No sólo por lo que escribió, sino por el ímpetu con que trató de ganarse un lugar entre los letrados de su época, Sarmiento dijo de ella en un artículo de El Nacional de 1885: “Eduarda ha pugnado diez años por abrirse las puertas cerradas a la mujer, por entrar como cualquier cronista o reporter en el cielo reservado a los escogidos (machos), hasta que al fin ha obtenido un boleto de entrada, a su riesgo y peligro, como le sucedió a Juana Manso, a quien hicieron morir a alfilerazos porque estaba obesa y se ocupaba de educación”. Puede ser que esa dificultad extra que reconoce Sarmiento para las mujeres que quisieron abrirse paso como escritoras o intelectuales haya vencido finalmente, o que Eduarda haya llegado al final de su vida con una sensación de fracaso. Porque lo cierto es que antes de morir incurre en la contradicción de ordenar, borrando de un plumazo años de gestiones para poder escribir, publicar, hacer llegar sus textos a personalidades reconocidas, que no se reedite nada de su obra. El destino la ayudó, y un arcón que contenía varios textos inéditos suyos se perdió para siempre.
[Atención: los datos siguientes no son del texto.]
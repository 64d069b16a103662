//! Request handlers
//!
//! Reads answer with the raw JSON document(s). Mutations answer with
//! `{message, <key>: data}`.

pub mod boards;
pub mod cards;
pub mod lists;
pub mod logs;
pub mod org;

use crate::error::ApiResult;
use axum::Json;
use serde::Serialize;
use serde_json::{Map, Value};
use taskboard_core::Error;

/// Success envelope for a mutation
pub fn success<T: Serialize>(message: impl Into<String>, key: &str, data: T) -> ApiResult<Json<Value>> {
    let mut body = Map::new();
    body.insert("message".to_string(), Value::String(message.into()));
    body.insert(key.to_string(), serde_json::to_value(data).map_err(Error::from)?);
    Ok(Json(Value::Object(body)))
}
Pero también la ayudó el olvido. El médico de San Luis fue reeditado por Eudeba en 1962, un siglo después de su primera publicación, y Pablo o la vida en las pampas tuvo que esperar hasta 1999, cuando la editorial Confluencia sacó una traducción de Alicia Chiesa. Lucía Miranda fue reeditada por María Rosa Lojo en 2007 y Recuerdos de viaje apareció en 2011, también con prólogo de María Rosa Lojo, como parte de la colección Las antiguas. Con respecto a los Cuentos y las Creaciones, no se habían vuelto a editar hasta esta colección que Corregidor le dedica a Eduarda Mansilla: los Cuentos, que son la primera obra para niñxs de la literatura argentina, vieron la luz en 2011 en una reedición prologada por Hebe Molina, las Creaciones acaban de ser publicadas con introducción de Jimena Néspolo, y Marina Guidotti está terminando de darle forma a Eduarda Mansilla en la prensa (1860-1892) y la escritura del Yo, que es el primer relevamiento de la participación de Eduarda en diarios y publicaciones periódicas. La proliferación de nombres exclusivamente femeninos entre las investigadoras y periodistas dedicadas a su obra es tan elocuente como la falta de reediciones previas.